This is a guest post by Tania Doshko
You probably heard about company culture, organizational culture, workplace or corporate culture. It’s the same phenomenon going under different names. This notion has much to do with your business and its potential success.
Every company has a strategy, but where a strategy fails, a culture succeeds. When a company has a solid corporate culture, employees know how top management wants them to respond to situations, and employees believe that the expected response is the proper one. Employees know that they will be rewarded for demonstrating the company values.
Proper company culture ensures your company has this level of understanding between top management and employees. Indeed the process is a bit challenging and starts when you decide to set up a business. This article covers the basic concept of company culture and its proper functioning within a company.
What is Company Culture?
Simply put, it is what your company believes in practice. Therefore, it is often defined as a set of values, goals, attitudes, and practices that characterize the organization.
Furthermore, company culture is a set of intangible, unwritten rules that drive employee behaviour throughout their professional life. Thus, your culture is how your employees work. Besides, all these traits make a business’s personality.
Company culture influences all the company processes from top to bottom and considerably affects the company’s potential. As people tend to spend a more significant part of their lives at work, the workplace environment largely predetermines the quality of their work and professional life. If the employees work for a company with a strong company culture that aligns with their values and beliefs, they are more likely to work hard and remain with the company for a long time.
On the other hand, if employees get employed by companies sharing different values, the worst thing they can do is remain with the company and underperform. Furthermore, as company culture is difficult to define, many companies face difficulties maintaining consistency in their messages about the culture.
Elements of a Solid Company Culture
Undoubtedly each corporate culture is unique and encompasses many elements and factors.
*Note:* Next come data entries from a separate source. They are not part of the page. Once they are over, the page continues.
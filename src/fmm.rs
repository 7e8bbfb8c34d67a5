//! Kernel-independent FMM/treecode evaluator (§4.H): Chebyshev expansions,
//! a dual-tree traversal driven by a multipole-acceptance criterion, and the
//! P2M -> (M2L + M2P + P2P) -> L2P pipeline.
//!
//! Scoped to scalar kernels (`R = C = 1`, e.g. the Laplace single layer):
//! the tensor-kernel case would need an `N_p`-node expansion per tensor
//! component, which is a straightforward but unwritten generalization of
//! the scalar pipeline below.

use rayon::prelude::*;

use crate::config::EngineConfig;
use crate::kernel::Kernel;
use crate::octree::Octree;
use crate::tensor::Vector;

/// 1D Chebyshev nodes of the first kind on `[-1, 1]`: `cos(pi(2k+1)/2p)`.
fn chebyshev_nodes_1d(p: usize) -> Vec<f64> {
    (0..p)
        .map(|k| ((std::f64::consts::PI * (2.0 * k as f64 + 1.0)) / (2.0 * p as f64)).cos())
        .collect()
}

/// `S_p(x, x_k) = 1/p + (2/p) sum_{j=1}^{p-1} T_j(x) T_j(x_k)`, the
/// kernel-independent interpolation weight of a point `x` against Chebyshev
/// node `x_k` (Fong & Darve's black-box FMM formula).
fn s_n(p: usize, x: f64, xk: f64) -> f64 {
    let x = x.clamp(-1.0, 1.0);
    let tx = x.acos();
    let txk = xk.acos();
    let mut sum = 1.0;
    for j in 1..p {
        sum += 2.0 * (j as f64 * tx).cos() * (j as f64 * txk).cos();
    }
    sum / p as f64
}

/// Decomposes a flat node index `0..p^DIM` into one Chebyshev-node index per
/// axis (mixed radix base `p`).
fn node_multi_index<const DIM: usize>(mut j: usize, p: usize) -> [usize; DIM] {
    let mut idx = [0usize; DIM];
    for d in 0..DIM {
        idx[d] = j % p;
        j /= p;
    }
    idx
}

/// `S_p` evaluated against a full `DIM`-dimensional node, as a product over
/// axes.
fn s_n_multi<const DIM: usize>(p: usize, ref_point: Vector<DIM>, node: &[usize; DIM], nodes_1d: &[f64]) -> f64 {
    (0..DIM).map(|d| s_n(p, ref_point[d], nodes_1d[node[d]])).product()
}

fn to_ref<const DIM: usize>(point: Vector<DIM>, bounds: &crate::geometry::Box<DIM>) -> Vector<DIM> {
    Vector::from_fn(|d| (point[d] - bounds.center[d]) / bounds.half_width[d])
}

fn grid_node_real<const DIM: usize>(bounds: &crate::geometry::Box<DIM>, node: &[usize; DIM], nodes_1d: &[f64]) -> Vector<DIM> {
    Vector::from_fn(|d| bounds.center[d] + bounds.half_width[d] * nodes_1d[node[d]])
}

/// Bottom-up P2M pass (§4.H): leaves absorb their points' charges into
/// their own Chebyshev nodes; internal cells absorb each child's node
/// weights into their own nodes. Cell segments of `weights` never overlap,
/// so recursing children before the parent (post-order) is race-free even
/// though each cell only ever touches its own `N_p`-length slice.
fn p2m_recursive<const DIM: usize>(
    tree: &Octree<DIM, Vector<DIM>>,
    charges: &[f64],
    p: usize,
    n_p: usize,
    nodes_1d: &[f64],
    cell_idx: usize,
    weights: &mut [f64],
) {
    let cell = tree.cells[cell_idx].clone();
    if cell.is_leaf {
        for i in cell.begin..cell.end {
            let ref_pt = to_ref(tree.elements[i], &cell.bounds);
            for j in 0..n_p {
                let node = node_multi_index::<DIM>(j, p);
                weights[cell_idx * n_p + j] += charges[i] * s_n_multi(p, ref_pt, &node, nodes_1d);
            }
        }
        return;
    }
    for child in cell.children.iter().flatten() {
        p2m_recursive(tree, charges, p, n_p, nodes_1d, *child, weights);
    }
    for child in cell.children.iter().flatten() {
        let child_bounds = tree.cells[*child].bounds;
        for i in 0..n_p {
            let child_node = node_multi_index::<DIM>(i, p);
            let child_real = grid_node_real(&child_bounds, &child_node, nodes_1d);
            let ref_in_parent = to_ref(child_real, &cell.bounds);
            let child_weight = weights[*child * n_p + i];
            if child_weight == 0.0 {
                continue;
            }
            for j in 0..n_p {
                let node = node_multi_index::<DIM>(j, p);
                weights[cell_idx * n_p + j] += child_weight * s_n_multi(p, ref_in_parent, &node, nodes_1d);
            }
        }
    }
}

/// Top-down L2P pass: the mirror of [`p2m_recursive`]. Parent local weights
/// are pushed into child local weights via interpolation, then leaves push
/// their local weights into the observation points they own.
fn l2p_recursive<const DIM: usize>(
    tree: &Octree<DIM, Vector<DIM>>,
    p: usize,
    n_p: usize,
    nodes_1d: &[f64],
    cell_idx: usize,
    local_weights: &mut [f64],
    obs_effect: &mut [f64],
) {
    let cell = tree.cells[cell_idx].clone();
    if cell.is_leaf {
        for i in cell.begin..cell.end {
            let ref_pt = to_ref(tree.elements[i], &cell.bounds);
            let mut val = 0.0;
            for j in 0..n_p {
                let node = node_multi_index::<DIM>(j, p);
                val += local_weights[cell_idx * n_p + j] * s_n_multi(p, ref_pt, &node, nodes_1d);
            }
            obs_effect[i] += val;
        }
        return;
    }
    for child in cell.children.iter().flatten() {
        let child_bounds = tree.cells[*child].bounds;
        for k in 0..n_p {
            let child_node = node_multi_index::<DIM>(k, p);
            let child_real = grid_node_real(&child_bounds, &child_node, nodes_1d);
            let ref_in_parent = to_ref(child_real, &cell.bounds);
            let mut val = 0.0;
            for j in 0..n_p {
                let node = node_multi_index::<DIM>(j, p);
                val += local_weights[cell_idx * n_p + j] * s_n_multi(p, ref_in_parent, &node, nodes_1d);
            }
            local_weights[*child * n_p + k] += val;
        }
    }
    for child in cell.children.iter().flatten() {
        l2p_recursive(tree, p, n_p, nodes_1d, *child, local_weights, obs_effect);
    }
}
However, several elements are essential for every company’s culture despite company size or industry. To better understand the concept of corporate culture and be able to adjust it in correspondence to your business goals, it is essential to know its basic components and how they function in practice:
1. Vision and values
The backbone of any corporate culture is the vision of how all these things will work for the company’s benefit. Values, in turn, predetermine the required competencies and behaviours for employees to cope with the tasks and work for the overall business goals.
Together vision and values are the guidelines for employees and company leaders on behaving, interacting, and communicating in a workplace.
2. Practices and people
The people are your corporate culture carriers. In other words, your clients, prospects, and stakeholders will perceive your company culture via the people who represent it. Furthermore, the company values are of little importance if they are not enshrined in the practices. Thus, no company can build a coherent corporate culture if its values are not shared by the employees and are not turned into actions.
3. Narrative
Every company has a unique history. The essence of the company culture is the ability to communicate that story to the customers and craft it into a company narrative. When the elements and pieces of the company history are shaped into some objects and preserved over time, they become integral parts of the company culture.
4. Environment
The environment where people work, interact with each other, and make critical decisions for the company’s benefit is a vital component of the company culture. Various geographical locations and workplace conditions bring some characteristic features to employees` communication and behaviour.
Why Does Company Culture Matter that much?
Company culture is more than just a set of values, missions, and corporate legends. It includes the elements that guide your company to success and motivate every person to do their best work.
Thus the importance of company culture goes far beyond your office, from recruitment to workplace performance and a healthy work environment. Here are a few stats that support this statement and provide reliable evidence:
- A 2019 Glassdoor survey proves that most employees regard culture as more important than cash to ensure job satisfaction.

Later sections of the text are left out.